Discussion in 'Wall St. News' started by Butterball, Jan 18, 2007.

  1. You gotta be kidding me. First Ron Insana, now DePorre. Who's next? Maria Bartiromo?

    http://news.tradingcharts.com/futures/7/2/87783227.html

    Attacking the market: Local hedge fund aggressively pursues, executes trades

    Jan 09, 2007 (The Bradenton Herald - McClatchy-Tribune Business News via COMTEX) -- BRADENTON -- James "Rev Shark" DePorre and Quint Tatro attentively watch a row of double-stacked, large-screen monitors displaying real-time technical charts for stocks and commodities.

    It merely looks like a bunch of squiggly lines to the layperson, but DePorre and Tatro, who run a local hedge fund called Shark Asset Management, are finding deep meaning in these digitally displayed peaks and valleys.

    And they have about $10 million riding on their thesis.

    Oil is dropping, which should make consumers happy and stimulate stock prices, they maintain.

    Yet the opposite is happening. Stocks that should gain momentum on falling crude prices are stagnating or losing ground.

    Occasionally, DePorre and Tatro's eyes dart to a nearby TV tuned to the CNBC business channel inside their Village Green Parkway offices.

    "Ah, there's a little meltdown going on here," DePorre posits, noticing the Dow Jones Industrial Average dropping while the NASDAQ continues an upward move.

    DePorre and Tatro believe a correction is coming and the market is about to stumble. They have bet $10 million that stock prices will drop -- a trading strategy known as "shorting."

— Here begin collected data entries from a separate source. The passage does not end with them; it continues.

use std::path::PathBuf;
use std::sync::Arc;
use std::time::Duration;

use anyhow::Context;
use clap::Parser;
use tokio_util::sync::CancellationToken;

use hotel_ingestion::{
    logging, parse_property_ids, Cache, Config, CupidClient, HotelStore, IngestionDriver,
    IngestionEngine, MongoStore, RedisCache,
};

#[derive(Parser, Debug)]
#[command(name = "hotel-ingestor")]
#[command(about = "Fetch hotel content from the Cupid API and persist it")]
struct Cli {
    /// Comma-separated hotel ids; overrides PROPERTY_IDS
    #[arg(long, value_delimiter = ',')]
    ids: Vec<i64>,

    /// File with one hotel id per line (`#` comments allowed)
    #[arg(long)]
    ids_file: Option<PathBuf>,

    /// Concurrent hotel workflows; overrides INGEST_WORKERS
    #[arg(long)]
    workers: Option<usize>,

    /// Reviews requested per hotel; overrides INGEST_REVIEW_COUNT
    #[arg(long)]
    reviews: Option<usize>,

    /// Cancel the whole run after this many seconds
    #[arg(long)]
    timeout_secs: Option<u64>,
}

#[tokio::main]
async fn main() -> anyhow::Result<()> {
    let _ = dotenvy::dotenv();
    let cli = Cli::parse();

    let mut cfg = Config::from_env();
    logging::init_tracing(&cfg.log_format);

    if let Some(workers) = cli.workers {
        cfg.ingest_workers = workers;
    }
    if let Some(reviews) = cli.reviews {
        cfg.ingest_review_count = reviews;
    }
    cfg.validate_for_ingestion()?;

    let ids = resolve_ids(&cli, &cfg)?;
    if ids.is_empty() {
        anyhow::bail!("no hotel ids given: use --ids, --ids-file or PROPERTY_IDS");
    }

    tracing::info!(
        base = %cfg.cupid_base_url,
        database = %cfg.database_name,
        workers = cfg.ingest_workers,
        reviews = cfg.ingest_review_count,
        hotels = ids.len(),
        "Ingestor starting"
    );

    let store = MongoStore::connect(&cfg.mongodb_uri, &cfg.database_name)
        .await
        .context("connecting to MongoDB")?;
    store.ensure_indexes().await.context("creating indexes")?;
    let cache = RedisCache::new(&cfg.redis_url).await.context("connecting to Redis")?;
    let client = CupidClient::new(cfg.cupid_config())?;

    let store: Arc<dyn HotelStore> = Arc::new(store);
    let cache: Arc<dyn Cache> = Arc::new(cache);
    let engine = Arc::new(IngestionEngine::new(Arc::new(client), store, cache));
    let driver = IngestionDriver::new(engine, cfg.ingest_workers, cfg.ingest_review_count);

    let cancel = CancellationToken::new();
    {
        let cancel = cancel.clone();
        let timeout = cli.timeout_secs.map(Duration::from_secs);
        tokio::spawn(async move {
            match timeout {
                Some(limit) => tokio::select! {
                    _ = tokio::signal::ctrl_c() => tracing::warn!("Interrupted; cancelling ingestion"),
                    _ = tokio::time::sleep(limit) => tracing::warn!(timeout_secs = limit.as_secs(), "Run timed out; cancelling ingestion"),
                },
                None => {
                    let _ = tokio::signal::ctrl_c().await;
                    tracing::warn!("Interrupted; cancelling ingestion");
                }
            }
            cancel.cancel();
        });
    }

    let report = driver.run(&ids, &cancel).await;
    if report.failed > 0 {
        tracing::warn!(failed = report.failed, "Some hotels failed to ingest");
    }
    tracing::info!("Ingestion completed");
    Ok(())
}

fn resolve_ids(cli: &Cli, cfg: &Config) -> anyhow::Result<Vec<i64>> {
    let mut ids = cli.ids.clone();
    if let Some(path) = &cli.ids_file {
        let raw = std::fs::read_to_string(path)
            .with_context(|| format!("reading {}", path.display()))?;
        ids.extend(parse_property_ids(&raw)?);
    }
    if ids.is_empty() {
        if let Some(raw) = &cfg.property_ids {
            ids = parse_property_ids(raw)?;
        }
    }
    Ok(ids)
}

    The next day, Jan. 5, their theory paid off.

    After dropping more than 100 points throughout the day, the Dow closed down 82 points. The NASDAQ also ended the day with a nearly 20-point decline.

    Once they cash out of their shorting run, DePorre and Tatro will likely have reaped a handsome reward for their 30 or so investors, each of whom must have a net worth of $1.5 million to be eligible to invest in the hedge fund.

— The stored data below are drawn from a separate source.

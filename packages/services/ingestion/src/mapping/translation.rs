use super::{FieldMapper, I18N_ALIASES};
use crate::models::{HotelI18n, JsonObject};

/// True when `key` is the first segment of any localized-field alias.
fn is_known_i18n_key(key: &str) -> bool {
    I18N_ALIASES.iter().any(|(_, paths)| {
        paths
            .iter()
            .any(|p| p.split('.').next().map_or(false, |head| head == key))
    })
}

impl FieldMapper {
    pub fn map_translation(&self, property_id: i64, lang: &str, payload: &JsonObject) -> HotelI18n {
        let extras: JsonObject = payload
            .iter()
            .filter(|(k, _)| !is_known_i18n_key(k))
            .map(|(k, v)| (k.clone(), v.clone()))
            .collect();

        HotelI18n {
            property_id,
            lang: lang.to_string(),
            name: self.alias_str(payload, I18N_ALIASES, "name"),
            description: self.alias_str(payload, I18N_ALIASES, "description"),
            policies: self.alias_str(payload, I18N_ALIASES, "policies"),
            address: self.alias_str(payload, I18N_ALIASES, "address"),
            extras,
        }
    }
}

#[cfg(test)]
mod tests {
    use super::*;
    use serde_json::{json, Value};

    fn obj(v: Value) -> JsonObject {
        v.as_object().cloned().unwrap()
    }

    #[test]
    fn maps_localized_fields_and_extras() {
        let payload = obj(json!({
            "hotel_name": "Hôtel du Parc",
            "markdown_description": "Un hôtel **calme**",
            "important_info": "Check-in 15h",
            "address": {"line": "12 rue du Parc"},
            "checkin": {"from": "15:00"},
            "rooms": [1, 2]
        }));
        let i18n = FieldMapper::new().map_translation(42, "fr", &payload);

        assert_eq!(i18n.property_id, 42);
        assert_eq!(i18n.lang, "fr");
        assert_eq!(i18n.name.as_deref(), Some("Hôtel du Parc"));
        assert_eq!(i18n.description.as_deref(), Some("Un hôtel **calme**"));
        assert_eq!(i18n.policies.as_deref(), Some("Check-in 15h"));
        assert_eq!(i18n.address.as_deref(), Some("12 rue du Parc"));

        let mut keys: Vec<&str> = i18n.extras.keys().map(String::as_str).collect();
        keys.sort_unstable();
        assert_eq!(keys, vec!["checkin", "rooms"]);
        assert_eq!(i18n.extras["checkin"], json!({"from": "15:00"}));
    }

    #[test]
    fn nested_translation_block_is_not_an_extra() {
        let payload = obj(json!({"translations": {"name": "Hotel Sol", "policies": "No pets"}}));
        let i18n = FieldMapper::new().map_translation(1, "es", &payload);
        assert_eq!(i18n.name.as_deref(), Some("Hotel Sol"));
        assert_eq!(i18n.policies.as_deref(), Some("No pets"));
        assert!(i18n.extras.is_empty());
    }

    #[test]
    fn empty_payload_maps_to_empty_record() {
        let i18n = FieldMapper::new().map_translation(1, "en", &JsonObject::new());
        assert_eq!(i18n.name, None);
        assert_eq!(i18n.address, None);
        assert!(i18n.extras.is_empty());
    }
}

    But DePorre and Tatro's shorting strategy could have just as easily worked against them, leaving them with substantial losses if their theory didn't pan out.

    Welcome to the fast-paced, buy-and-sell world of the hedge fund -- an investment vehicle that has garnered both praise and condemnation from the financial world.

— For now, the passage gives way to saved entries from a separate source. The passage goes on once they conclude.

//! Defines the stages a post goes through on its way from a source file to a
//! page: [`ParsedPost`] (front-matter and rendered body), [`DatedPost`] (with
//! its date parsed) and finally [`Post`] (with its URL assigned). Each stage
//! consumes the previous one, so nothing is mutated after the fact.

use crate::markdown::Renderer;
use crate::url::{self, PostLocation};
use chrono::NaiveDate;
use serde::{Deserialize, Deserializer};
use std::fmt;
use std::path::{Path, PathBuf};

/// The one accepted format for the `date` front-matter field, e.g.
/// `Jan 02, 2021`.
pub const DATE_FORMAT: &str = "%b %d, %Y";

/// The front-matter of a post source file.
#[derive(Deserialize, Clone, Debug)]
pub struct Frontmatter {
    /// The title of the post.
    pub title: String,

    /// The date of the post as written by the author. This is what gets
    /// displayed; ordering and URLs use the parsed date.
    pub date: String,

    /// Whether the post should be part of the site. Only an explicitly falsy
    /// value removes a post; a missing key means published.
    #[serde(default = "published_by_default", deserialize_with = "deserialize_flag")]
    pub published: bool,

    /// A short description for the archive page.
    #[serde(default)]
    pub desc: String,
}

fn published_by_default() -> bool {
    true
}

fn deserialize_flag<'de, D>(deserializer: D) -> std::result::Result<bool, D::Error>
where
    D: Deserializer<'de>,
{
    Ok(is_truthy(&serde_yaml::Value::deserialize(deserializer)?))
}

/// Interprets a boolean-like YAML value. `null`, `false`, `0` and the strings
/// `""`, `false`, `no`, `off` and `0` (in any case) are falsy.
fn is_truthy(value: &serde_yaml::Value) -> bool {
    use serde_yaml::Value;
    match value {
        Value::Null => false,
        Value::Bool(b) => *b,
        Value::Number(n) => n.as_f64().map_or(true, |n| n != 0.0),
        Value::String(s) => !matches!(
            s.trim().to_lowercase().as_str(),
            "" | "false" | "no" | "off" | "0"
        ),
        _ => true,
    }
}

/// A post whose front-matter has been parsed and whose body has been rendered
/// to HTML.
#[derive(Clone, Debug)]
pub struct ParsedPost {
    /// The source file the post was read from.
    pub source: PathBuf,
    pub frontmatter: Frontmatter,

    /// The rendered HTML body.
    pub body: String,
}

impl ParsedPost {
    /// Parses a post from the contents of its source file. The file must be
    /// structured as follows:
    ///
    /// 1. A line consisting of the front-matter fence (`---`)
    /// 2. YAML front-matter with `title`, `date` and optionally `published`
    ///    and `desc`
    /// 3. Another fence line
    /// 4. The markdown body
    ///
    /// For example:
    ///
    /// ```md
    /// ---
    /// title: Hello, world!
    /// date: Apr 16, 2021
    /// ---
    /// # Hello
    ///
    /// World
    /// ```
    pub fn parse(source: &Path, input: &str, renderer: &Renderer) -> Result<ParsedPost> {
        let (yaml, markdown) = split_frontmatter(input)?;
        let frontmatter: Frontmatter = serde_yaml::from_str(yaml)?;
        if frontmatter.title.trim().is_empty() {
            return Err(Error::EmptyTitle);
        }

        if markdown.trim().is_empty() {
            tracing::warn!(source = %source.display(), "post has an empty body");
        }

        Ok(ParsedPost {
            source: source.to_owned(),
            frontmatter,
            body: renderer.render(markdown),
        })
    }

    pub fn is_published(&self) -> bool {
        self.frontmatter.published
    }

    /// Parses the post's display date into a [`DatedPost`].
    pub fn date(self) -> Result<DatedPost> {
        match parse_date(&self.frontmatter.date) {
            Ok(timestamp) => Ok(DatedPost {
                post: self,
                timestamp,
            }),
            Err(err) => Err(Error::InvalidDate {
                date: self.frontmatter.date,
                err,
            }),
        }
    }
}

/// Parses a date written in [`DATE_FORMAT`].
pub fn parse_date(date: &str) -> std::result::Result<NaiveDate, chrono::ParseError> {
    NaiveDate::parse_from_str(date.trim(), DATE_FORMAT)
}

/// A [`ParsedPost`] with its date parsed.
#[derive(Clone, Debug)]
pub struct DatedPost {
    pub post: ParsedPost,
    pub timestamp: NaiveDate,
}

impl DatedPost {
    /// Assigns the post its URL, producing the final [`Post`].
    pub fn locate(self) -> Result<Post> {
        let DatedPost { post, timestamp } = self;
        let PostLocation { url, file_path } = match url::locate(timestamp, &post.frontmatter.title)
        {
            Some(location) => location,
            None => {
                return Err(Error::EmptySlug {
                    title: post.frontmatter.title,
                })
            }
        };

        Ok(Post {
            source: post.source,
            title: post.frontmatter.title,
            date: post.frontmatter.date,
            desc: post.frontmatter.desc,
            body: post.body,
            timestamp,
            url,
            file_path,
        })
    }
}

/// A fully built post, ready to be written out.
#[derive(Clone, Debug, PartialEq)]
pub struct Post {
    /// The source file the post was read from.
    pub source: PathBuf,

    pub title: String,

    /// The display date, exactly as written in the front-matter.
    pub date: String,

    pub desc: String,

    /// The rendered HTML body.
    pub body: String,

    /// The parsed date. Used for ordering and URLs only.
    pub timestamp: NaiveDate,

    /// The site-relative URL of the post page, e.g.
    /// `/posts/2021-01-02-Hello.html`.
    pub url: String,

    /// The output path of the post page relative to the output directory.
    pub file_path: PathBuf,
}

// Returns the (yaml, markdown) halves of a post source.
fn split_frontmatter(input: &str) -> Result<(&str, &str)> {
    const FENCE: &str = "---";

    let input = input.trim_start_matches('\u{feff}');
    let mut lines = input.split_inclusive('\n');
    let first = match lines.next() {
        Some(line) if line.trim_end() == FENCE => line,
        _ => return Err(Error::FrontmatterMissingStartFence),
    };

    let yaml_start = first.len();
    let mut offset = yaml_start;
    for line in lines {
        if line.trim_end() == FENCE {
            return Ok((&input[yaml_start..offset], &input[offset + line.len()..]));
        }
        offset += line.len();
    }
    Err(Error::FrontmatterMissingEndFence)
}

/// Represents the result of a post-building operation.
pub type Result<T> = std::result::Result<T, Error>;

/// Represents an error building a single post.
#[derive(Debug)]
pub enum Error {
    /// Returned when a post source file doesn't begin with a front-matter
    /// fence (`---`).
    FrontmatterMissingStartFence,

    /// Returned when the opening fence was found but the closing one wasn't.
    FrontmatterMissingEndFence,

    /// Returned when the front-matter isn't valid YAML or is missing a
    /// required key.
    DeserializeYaml(serde_yaml::Error),

    /// Returned when the `title` is empty.
    EmptyTitle,

    /// Returned when the `date` isn't in [`DATE_FORMAT`].
    InvalidDate {
        date: String,
        err: chrono::ParseError,
    },

    /// Returned when nothing of the title survives sanitization.
    EmptySlug { title: String },
}

impl fmt::Display for Error {
    /// Displays an [`Error`] as human-readable text.
    fn fmt(&self, f: &mut fmt::Formatter) -> fmt::Result {
        match self {
            Error::FrontmatterMissingStartFence => {
                write!(f, "post must begin with a `---` line")
            }
            Error::FrontmatterMissingEndFence => {
                write!(f, "missing closing `---` line after front-matter")
            }
            Error::DeserializeYaml(err) => write!(f, "front-matter: {}", err),
            Error::EmptyTitle => write!(f, "`title` must not be empty"),
            Error::InvalidDate { date, err } => write!(
                f,
                "`date` {:?} doesn't match the format `MMM DD, YYYY` (e.g. `Jan 02, 2021`): {}",
                date, err
            ),
            Error::EmptySlug { title } => {
                write!(f, "title {:?} leaves nothing to build a URL from", title)
            }
        }
    }
}

impl std::error::Error for Error {
    /// Implements the [`std::error::Error`] trait for [`Error`].
    fn source(&self) -> Option<&(dyn std::error::Error + 'static)> {
        match self {
            Error::DeserializeYaml(err) => Some(err),
            Error::InvalidDate { err, .. } => Some(err),
            _ => None,
        }
    }
}

impl From<serde_yaml::Error> for Error {
    /// Converts a [`serde_yaml::Error`] into an [`Error`]. It allows us to use
    /// the `?` operator for [`serde_yaml`] deserialization functions.
    fn from(err: serde_yaml::Error) -> Error {
        Error::DeserializeYaml(err)
    }
}

#[cfg(test)]
mod tests {
    use super::*;
    use crate::markdown::DEFAULT_THEME;

    fn parse(input: &str) -> Result<ParsedPost> {
        let renderer = Renderer::new(DEFAULT_THEME).unwrap();
        ParsedPost::parse(Path::new("posts/test.md"), input, &renderer)
    }

    #[test]
    fn test_parse_post() -> Result<()> {
        let post = parse("---\ntitle: Hello\ndate: Jan 02, 2021\ndesc: greeting\n---\n# Hi\n")?;
        assert_eq!("Hello", post.frontmatter.title);
        assert_eq!("Jan 02, 2021", post.frontmatter.date);
        assert_eq!("greeting", post.frontmatter.desc);
        assert!(post.is_published());
        assert_eq!("<h1>Hi</h1>\n", post.body);
        Ok(())
    }

    #[test]
    fn test_parse_post_crlf() -> Result<()> {
        let post = parse("---\r\ntitle: Hello\r\ndate: Jan 02, 2021\r\n---\r\nbody\r\n")?;
        assert_eq!("Hello", post.frontmatter.title);
        assert!(post.body.contains("body"));
        Ok(())
    }

    #[test]
    fn test_fence_must_be_a_whole_line() -> Result<()> {
        let post = parse("---\ntitle: a --- b\ndate: Jan 02, 2021\n---\nbody\n")?;
        assert_eq!("a --- b", post.frontmatter.title);
        Ok(())
    }

    #[test]
    fn test_missing_fences() {
        assert!(matches!(
            parse("title: Hello\n"),
            Err(Error::FrontmatterMissingStartFence)
        ));
        assert!(matches!(
            parse("---\ntitle: Hello\n"),
            Err(Error::FrontmatterMissingEndFence)
        ));
    }

    #[test]
    fn test_missing_title() {
        match parse("---\ndate: Jan 02, 2021\n---\n") {
            Err(Error::DeserializeYaml(err)) => assert!(err.to_string().contains("title")),
            other => panic!("wanted a YAML error; found {:?}", other),
        }
    }

    #[test]
    fn test_empty_title() {
        assert!(matches!(
            parse("---\ntitle: \"  \"\ndate: Jan 02, 2021\n---\n"),
            Err(Error::EmptyTitle)
        ));
    }

    #[test]
    fn test_published_flag() {
        struct TestCase {
            value: &'static str,
            wanted: bool,
        }

        let cases = [
            TestCase { value: "false", wanted: false },
            TestCase { value: "true", wanted: true },
            TestCase { value: "0", wanted: false },
            TestCase { value: "1", wanted: true },
            TestCase { value: "~", wanted: false },
            TestCase { value: "\"\"", wanted: false },
            TestCase { value: "no", wanted: false },
            TestCase { value: "Off", wanted: false },
            TestCase { value: "\"False\"", wanted: false },
            TestCase { value: "yes", wanted: true },
        ];

        for case in cases.iter() {
            let input = format!(
                "---\ntitle: T\ndate: Jan 02, 2021\npublished: {}\n---\n",
                case.value
            );
            let post = parse(&input).unwrap();
            assert_eq!(
                case.wanted,
                post.is_published(),
                "published: {}",
                case.value
            );
        }
    }

    #[test]
    fn test_parse_date() {
        assert_eq!(
            NaiveDate::from_ymd_opt(2021, 1, 2),
            parse_date("Jan 02, 2021").ok()
        );
        assert_eq!(
            NaiveDate::from_ymd_opt(2021, 3, 5),
            parse_date("Mar 5, 2021").ok()
        );
        assert!(parse_date("2021-01-02").is_err());
        assert!(parse_date("Foo 02, 2021").is_err());
        assert!(parse_date("Feb 30, 2021").is_err());
    }

    #[test]
    fn test_date_and_locate() -> Result<()> {
        let post = parse("---\ntitle: \"Hello: World?\"\ndate: Mar 05, 2021\n---\nbody\n")?
            .date()?
            .locate()?;
        assert_eq!(NaiveDate::from_ymd_opt(2021, 3, 5).unwrap(), post.timestamp);
        assert_eq!("Mar 05, 2021", post.date);
        assert_eq!("/posts/2021-03-05-Hello-World.html", post.url);
        assert_eq!(PathBuf::from("posts/test.md"), post.source);
        Ok(())
    }

    #[test]
    fn test_invalid_date() {
        let post = parse("---\ntitle: T\ndate: 2021-01-02\n---\n").unwrap();
        match post.date() {
            Err(Error::InvalidDate { date, .. }) => assert_eq!("2021-01-02", date),
            other => panic!("wanted an invalid date error; found {:?}", other),
        }
    }

    #[test]
    fn test_empty_slug() {
        let result = parse("---\ntitle: \"???\"\ndate: Jan 02, 2021\n---\n")
            .unwrap()
            .date()
            .unwrap()
            .locate();
        assert!(matches!(result, Err(Error::EmptySlug { .. })));
    }
}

    "Buy and hold," the mantra of many financial advisers, doesn't command much attention here.

    Sure, there are the occasional stocks DePorre and Tatro keep in the hedge fund for a year or more.

    But mostly they trade aggressively and fast -- like a shark feeding on the chum of undervalued companies that show promise for sharp increases.

    "We don't try to suck the last drop of profit out of them, but we try to catch the bulk of the move," DePorre says.

    In exchange for their wisdom and investing prowess, DePorre and Tatro charge investors a 1 percent base fee on the total amount of their investment and a 20 percent cut of profits.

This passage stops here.